Roca cayó exánime sobre el pecho de Laura y, mientras le bañaba el rostro de besos, le confesó que la había deseado desde la primera vez que la vio, aquella primera vez en el invierno del 73, cuando entró en la sala de “La Paz”, la estancia de su suegro en Ascochinga, y la divisó entre sus cuñados y cuñadas, flanqueada por su padre, el general Escalante, y doña Eloísa, su suegra. Le dijo también que, en contraste con el resto, él había recibido la impresión de que ella brillaba, como si de su pelo rubio y de su piel tan blanca manara luz. Y no se lo dijo para no romper la magia del momento, pero en aquella oportunidad, además de golpearlo la contundencia de su belleza, lo sorprendió la profunda tristeza que trasuntaban sus ojos negros.

Aunque Roca calló esto último, Laura de inmediato volvió al 73, esa época de labios apretados y ojos enrojecidos en la que se dormía llorando, en la que no concillaba el sueño fácilmente, en la que no comía, no hablaba, no rezaba, no leía, no escribía, sólo sentía lástima de sí; esa época en la que su padre, María Pancha, incluso su tía Selma creyeron que terminaría por perder la razón. Se acordó de esa época y también del hombre inexorablemente relacionada con ella.

Roca percibió que el encanto se había esfumado y, aunque contrariado porque no sabía qué había provocado esa mudanza en Laura, le permitió que abandonase la cama y se vistiera.

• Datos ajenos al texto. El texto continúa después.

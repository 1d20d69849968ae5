// Copyright 2024 stratus
//
// Licensed under the Apache License, Version 2.0 (the "License");
// you may not use this file except in compliance with the License.
// You may obtain a copy of the License at
//
//      http://www.apache.org/licenses/LICENSE-2.0
//
// Unless required by applicable law or agreed to in writing, software
// distributed under the License is distributed on an "AS IS" BASIS,
// WITHOUT WARRANTIES OR CONDITIONS OF ANY KIND, either express or implied.
// See the License for the specific language governing permissions and
// limitations under the License.

use std::path::PathBuf;

use clap::Args;
use snafu::{whatever, ResultExt, Whatever};
use stratus_common::{BlockCount, BlockIndex};
use stratus_storage::{ChunkReader, S3Reader, S3ReaderConfig};
use stratus_types::ChunkId;
use tokio::io::AsyncWriteExt;
use tracing::info;

use super::storage::StorageArgs;

#[derive(Debug, Clone, Args)]
#[command(long_about = r"

Read blocks of a chunk and write their data, in the requested order, to
stdout or to a file.
")]
pub struct GetArgs {
    #[arg(help = "Id of the chunk", value_name = "CHUNK_ID")]
    pub chunk_id: ChunkId,

    #[arg(
        long,
        help = "Comma separated block indexes, all blocks by default",
        value_delimiter = ',',
        value_name = "INDEXES"
    )]
    pub blocks: Vec<BlockIndex>,

    #[arg(long, short, help = "Write to this file instead of stdout", value_name = "FILE")]
    pub output: Option<PathBuf>,

    #[arg(long, help = "Do not verify block checksums")]
    pub skip_checksum: bool,

    #[command(flatten)]
    pub storage: StorageArgs,
}

impl GetArgs {
    pub async fn run(self) -> Result<(), Whatever> {
        let medium = self.storage.open_medium()?;
        let config = S3ReaderConfig {
            validate_block_checksums: !self.skip_checksum,
        };
        let reader = S3Reader::new(medium, config, self.chunk_id);

        let blocks = if self.blocks.is_empty() {
            let block_count = reader
                .blocks_ext()
                .await
                .with_whatever_context(|e| format!("failed to read the meta of {}: {}", self.chunk_id, e))?
                .len();
            let block_count = checked_block_count(block_count)?;
            reader.read_block_range(0, block_count).await
        } else {
            reader.read_blocks(&self.blocks).await
        }
        .with_whatever_context(|e| format!("failed to read chunk {}: {}", self.chunk_id, e))?;

        let size: usize = blocks.iter().map(|b| b.size()).sum();
        match &self.output {
            Some(path) => {
                let mut file = tokio::fs::File::create(path)
                    .await
                    .with_whatever_context(|e| format!("failed to create {}: {}", path.display(), e))?;
                for block in &blocks {
                    file.write_all(&block.data)
                        .await
                        .with_whatever_context(|e| format!("failed to write {}: {}", path.display(), e))?;
                }
                file.flush()
                    .await
                    .with_whatever_context(|e| format!("failed to flush {}: {}", path.display(), e))?;
            }
            None => {
                let mut stdout = tokio::io::stdout();
                for block in &blocks {
                    stdout
                        .write_all(&block.data)
                        .await
                        .whatever_context("failed to write to stdout")?;
                }
                stdout.flush().await.whatever_context("failed to flush stdout")?;
            }
        }

        info!(chunk_id = %self.chunk_id, blocks = blocks.len(), size, "get done");
        Ok(())
    }
}

fn checked_block_count(block_count: usize) -> Result<BlockCount, Whatever> {
    match BlockCount::try_from(block_count) {
        Ok(block_count) => Ok(block_count),
        Err(_) => whatever!("chunk has {} blocks, too many to read at once", block_count),
    }
}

Laura no se detuvo en la sala, donde un batallón de domésticas a cargo de María Pancha pulía la platería, limpiaba vidrios, rasqueteaba pisos y lustraba los muebles de caoba. La familiaridad del lugar, el aroma a cera de abejas, el bullicio de las criadas y las órdenes vociferadas de María Pancha la hicieron sentir a gusto. Marchó a su habitación a paso quedo, donde se encerró con llave. Necesitaba estar sola. María Pancha la vio pasar y no intentó seguirla o detenerla. Cuando llegase el momento, Laura le contaría. Dejó el plumero sobre la mesa y enfiló hacia la cocina a preparar una lavativa, porque, si bien la entusiasmaba que su niña tuviera un amante, para nada la divertía pensar que tuviera un bastardo.